• YOUR INSTRUCTIONS
Copy nothing but the lines below running from the line containing "self.inner.layers.set_dither(dither);" through the line containing "ShapeKind::Oval | ShapeKind::CustomPath(_)", both end lines included.

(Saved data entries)
- - -

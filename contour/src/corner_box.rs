// Copyright 2025 the Contour Authors
// SPDX-License-Identifier: Apache-2.0 OR MIT

use core::any::Any;

use peniko::{
    kurbo::{Point, Rect},
    Color,
};

use crate::{
    composite::{BorderStyle, BoxLayers, BoxPaths, ShadowStyle},
    corner::CornerMask,
    layer::{Drawable, Opacity},
    layered::LayeredDrawable,
    outline::ShapePathBuilder,
    shape::ShapeKind,
    surface::{ColorFilter, Surface},
};

/// Box with a background, an inner border, an optional drop shadow and
/// individually rounded corners.
///
/// Every setter that affects geometry rebuilds the outlines right away;
/// drawing only reads them.
#[derive(Debug)]
pub struct CornerBox {
    inner: BoxLayers,
    radius: f64,
    mask: CornerMask,
    builder: ShapePathBuilder,
}

impl CornerBox {
    /// Square box with a default border and no shadow.
    pub fn new(background: Color) -> Self {
        Self::with_border(background, BorderStyle::default())
    }

    /// Square box with the given border and no shadow.
    pub fn with_border(background: Color, border: BorderStyle) -> Self {
        let mut this = Self {
            inner: BoxLayers::new(background, border),
            radius: 0.0,
            mask: CornerMask::ALL_CORNERS,
            builder: ShapePathBuilder::default(),
        };
        this.relayout();
        this
    }

    /// The underlying layer stack.
    pub fn layers(&self) -> &LayeredDrawable {
        &self.inner.layers
    }

    /// Corner radius as requested.
    pub fn radius(&self) -> f64 {
        self.radius
    }

    /// Rounded corners.
    pub fn corner_mask(&self) -> CornerMask {
        self.mask
    }

    /// Set the corner radius.
    pub fn set_radius(&mut self, radius: f64) {
        let radius = radius.max(0.0);
        if radius != self.radius {
            self.radius = radius;
            self.relayout();
        }
    }

    /// Select which corners are rounded.
    pub fn set_corner_mask(&mut self, mask: CornerMask) {
        if mask != self.mask {
            self.mask = mask;
            self.relayout();
        }
    }

    /// Background color.
    pub fn background(&self) -> Color {
        self.inner.background_color()
    }

    /// Set the background color.
    pub fn set_background(&mut self, color: Color) {
        self.inner.set_background_color(color);
    }

    /// Border style.
    pub fn border(&self) -> BorderStyle {
        self.inner.border_style()
    }

    /// Set the border style.
    pub fn set_border(&mut self, border: BorderStyle) {
        if self.inner.set_border_style(border) {
            self.relayout();
        }
    }

    /// Shadow style, if a shadow is shown.
    pub fn shadow(&self) -> Option<ShadowStyle> {
        self.inner.shadow_style()
    }

    /// Show, change or hide the drop shadow.
    ///
    /// The needed padding grows to fit the shadow.
    pub fn set_shadow(&mut self, shadow: Option<ShadowStyle>) {
        self.inner.set_shadow(shadow);
        self.relayout();
    }

    /// Padding kept between the bounds and the content.
    ///
    /// The padding actually used is never less than the shadow's reach.
    pub fn set_padding(&mut self, padding: f64) {
        self.inner.set_padding(padding);
        self.relayout();
    }

    /// Replace the path builder.
    pub fn set_builder(&mut self, builder: ShapePathBuilder) {
        if builder != self.builder {
            self.builder = builder;
            self.relayout();
        }
    }

    /// Number of times the outlines were rebuilt.
    pub fn relayout_count(&self) -> usize {
        self.inner.relayout_count()
    }

    fn relayout(&mut self) {
        let content = self.inner.layers.content_rect();
        let local = Rect::from_origin_size(Point::ORIGIN, content.size());
        let half = self.inner.border_style().width.max(0.0) * 0.5;
        let paths = BoxPaths {
            fill: self.builder.build_path(local, self.radius, self.mask, None),
            border: self.builder.build_path(
                local.inset(-half),
                self.radius - half,
                self.mask,
                None,
            ),
            square: (self.radius <= 0.0 || self.mask.is_empty())
                && self.builder.pixel_offset == 0.0,
        };
        self.inner.apply(paths);
    }
}

impl Drawable for CornerBox {
    fn bounds(&self) -> Rect {
        self.inner.layers.bounds()
    }

    fn set_bounds(&mut self, bounds: Rect) -> bool {
        let old_size = self.inner.layers.bounds().size();
        if !self.inner.layers.set_bounds(bounds) {
            return false;
        }
        // Children live in local space, so a move leaves them untouched.
        if self.inner.layers.bounds().size() != old_size {
            self.relayout();
        }
        true
    }

    fn set_opacity(&mut self, alpha: u8) {
        self.inner.layers.set_opacity(alpha);
    }

    fn set_dither(&mut self, dither: bool) {
        self.inner.layers.set_dither(dither);
    }

    fn set_color_filter(&mut self, filter: Option<ColorFilter>) {
        self.inner.layers.set_color_filter(filter);
    }

    fn set_shape(&mut self, shape: ShapeKind) {
        let (radius, mask) = match shape {
            ShapeKind::Rectangle => (0.0, self.mask),
            ShapeKind::RoundedRectangle { radius } => (radius, CornerMask::ALL_CORNERS),
            ShapeKind::CornerMaskedRect { radius, mask } => (radius, mask),
            ShapeKind::Oval | ShapeKind::CustomPath(_) => {
                tracing::trace!("corner box only takes rectangular shapes");
                return;
            }
        };
        let radius = radius.max(0.0);
        if radius != self.radius || mask != self.mask {
            self.radius = radius;
            self.mask = mask;
            self.relayout();
        }
    }

    fn opacity(&self) -> Opacity {
        self.inner.layers.opacity()
    }

    fn is_dirty(&self) -> bool {
        self.inner.layers.is_dirty()
    }

    fn draw(&mut self, surface: &mut dyn Surface) {
        self.inner.layers.draw(surface);
    }

    fn as_any(&self) -> &dyn Any {
        self
    }

    fn as_any_mut(&mut self) -> &mut dyn Any {
        self
    }
}

#[cfg(test)]
mod tests {
    use super::*;
    use crate::display_list::{DisplayItem, DisplayList};
    use peniko::kurbo::{Shape, Vec2};

    fn rounded_box() -> CornerBox {
        let mut b = CornerBox::with_border(
            Color::WHITE,
            BorderStyle {
                color: Color::BLACK,
                width: 2.0,
            },
        );
        b.set_radius(10.0);
        b
    }

    fn approx_rect(got: Rect, want: Rect) {
        for (g, w) in [
            (got.x0, want.x0),
            (got.y0, want.y0),
            (got.x1, want.x1),
            (got.y1, want.y1),
        ] {
            assert!((g - w).abs() < 1e-6, "{got:?} != {want:?}");
        }
    }

    #[test]
    fn same_bounds_relayout_once() {
        let mut b = rounded_box();
        let before = b.relayout_count();
        let bounds = Rect::new(0.0, 0.0, 100.0, 60.0);
        assert!(b.set_bounds(bounds));
        assert!(!b.set_bounds(bounds));
        assert_eq!(b.relayout_count(), before + 1);
        b.set_radius(10.0);
        b.set_corner_mask(CornerMask::ALL_CORNERS);
        assert_eq!(b.relayout_count(), before + 1);
    }

    #[test]
    fn background_area_matches_rounded_rect() {
        let mut b = rounded_box();
        b.set_bounds(Rect::new(0.0, 0.0, 100.0, 60.0));
        let mut list = DisplayList::default();
        b.draw(&mut list);
        let area = list
            .items
            .iter()
            .find_map(|i| match i {
                DisplayItem::Fill { path, .. } => Some(path.area().abs()),
                _ => None,
            })
            .expect("background fill");
        assert!((area - 5914.16).abs() < 1.0, "{area}");
    }

    #[test]
    fn border_is_inset_by_half_its_width() {
        let mut b = rounded_box();
        b.set_bounds(Rect::new(0.0, 0.0, 100.0, 60.0));
        let mut list = DisplayList::default();
        b.draw(&mut list);
        let bbox = list
            .items
            .iter()
            .find_map(|i| match i {
                DisplayItem::Stroke { path, .. } => Some(path.bounding_box()),
                _ => None,
            })
            .expect("border stroke");
        approx_rect(bbox, Rect::new(1.0, 1.0, 99.0, 59.0));
    }

    #[test]
    fn shadow_wraps_content() {
        let mut b = rounded_box();
        b.set_shadow(Some(ShadowStyle {
            blur_radius: 6.0,
            offset: Vec2::ZERO,
            ..ShadowStyle::default()
        }));
        b.set_bounds(Rect::new(0.0, 0.0, 112.0, 72.0));
        assert_eq!(b.layers().needed_padding(), 6.0);
        assert_eq!(b.layers().content_rect(), Rect::new(6.0, 6.0, 106.0, 66.0));

        let mut list = DisplayList::default();
        b.draw(&mut list);
        let (shadow_path, _) = list
            .items
            .iter()
            .find_map(|i| match i {
                DisplayItem::BlurIntoBuffer { path, radius, .. } => Some((path.clone(), *radius)),
                _ => None,
            })
            .expect("shadow blur");
        approx_rect(
            shadow_path.bounding_box(),
            Rect::new(6.0, 6.0, 106.0, 66.0),
        );
        // Shadow is painted before the background.
        let blur_at = list
            .items
            .iter()
            .position(|i| matches!(i, DisplayItem::BlurIntoBuffer { .. }));
        let fill_at = list
            .items
            .iter()
            .position(|i| matches!(i, DisplayItem::Fill { .. }));
        assert!(blur_at < fill_at);
    }

    #[test]
    fn resize_rerenders_shadow() {
        let mut b = rounded_box();
        b.set_shadow(Some(ShadowStyle::default()));
        b.set_bounds(Rect::new(0.0, 0.0, 120.0, 80.0));
        let mut list = DisplayList::default();
        b.draw(&mut list);
        b.draw(&mut list);
        assert_eq!(list.blur_count(), 1);
        b.set_bounds(Rect::new(0.0, 0.0, 140.0, 80.0));
        b.draw(&mut list);
        assert_eq!(list.blur_count(), 2);
        assert!(list
            .items
            .iter()
            .any(|i| matches!(i, DisplayItem::Release(_))));
    }

    #[test]
    fn masked_corners_change_area() {
        let mut b = rounded_box();
        b.set_bounds(Rect::new(0.0, 0.0, 100.0, 60.0));
        b.set_corner_mask(CornerMask::TOP);
        let mut list = DisplayList::default();
        b.draw(&mut list);
        let area = list
            .items
            .iter()
            .find_map(|i| match i {
                DisplayItem::Fill { path, .. } => Some(path.area().abs()),
                _ => None,
            })
            .expect("background fill");
        let corner_cut = 100.0 - core::f64::consts::PI * 25.0;
        assert!((area - (6000.0 - 2.0 * corner_cut)).abs() < 1.0, "{area}");
    }

    #[test]
    fn shape_selection_maps_to_radius_and_mask() {
        let mut b = rounded_box();
        b.set_shape(ShapeKind::CornerMaskedRect {
            radius: 4.0,
            mask: CornerMask::BOTTOM,
        });
        assert_eq!(b.radius(), 4.0);
        assert_eq!(b.corner_mask(), CornerMask::BOTTOM);
        b.set_shape(ShapeKind::Oval);
        assert_eq!(b.radius(), 4.0);
        b.set_shape(ShapeKind::Rectangle);
        assert_eq!(b.radius(), 0.0);
    }

    #[test]
    fn moving_keeps_shadow_buffer() {
        let mut b = rounded_box();
        b.set_shadow(Some(ShadowStyle::default()));
        b.set_bounds(Rect::new(0.0, 0.0, 120.0, 80.0));
        let relayouts = b.relayout_count();
        let mut list = DisplayList::default();
        b.draw(&mut list);
        assert!(b.set_bounds(Rect::new(30.0, 30.0, 150.0, 110.0)));
        assert_eq!(b.relayout_count(), relayouts);
        b.draw(&mut list);
        assert_eq!(list.blur_count(), 1);
        assert!(!list
            .items
            .iter()
            .any(|i| matches!(i, DisplayItem::Release(_))));
    }

    #[test]
    fn square_background_is_opaque() {
        let mut b = CornerBox::new(Color::WHITE);
        b.set_bounds(Rect::new(0.0, 0.0, 40.0, 30.0));
        let background = b.layers().ids().next().expect("background layer");
        let opacity = |b: &CornerBox| b.layers().layer(background).map(|l| l.opacity());
        assert_eq!(opacity(&b), Some(Opacity::Opaque));
        b.set_radius(6.0);
        assert_eq!(opacity(&b), Some(Opacity::Translucent));
        b.set_corner_mask(CornerMask::NO_CORNERS);
        assert_eq!(opacity(&b), Some(Opacity::Opaque));

        let mut list = DisplayList::default();
        b.draw(&mut list);
        let fill = list
            .items
            .iter()
            .find_map(|i| match i {
                DisplayItem::Fill { path, .. } => Some(path.bounding_box()),
                _ => None,
            })
            .expect("background fill");
        assert_eq!(fill, Rect::new(0.0, 0.0, 40.0, 30.0));
    }
}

- - -

• RESPONSE
        self.inner.layers.set_dither(dither);
    }

    fn set_color_filter(&mut self, filter: Option<ColorFilter>) {
        self.inner.layers.set_color_filter(filter);
    }

    fn set_shape(&mut self, shape: ShapeKind) {
        let (radius, mask) = match shape {
            ShapeKind::Rectangle => (0.0, self.mask),
            ShapeKind::RoundedRectangle { radius } => (radius, CornerMask::ALL_CORNERS),
            ShapeKind::CornerMaskedRect { radius, mask } => (radius, mask),
            ShapeKind::Oval | ShapeKind::CustomPath(_) => {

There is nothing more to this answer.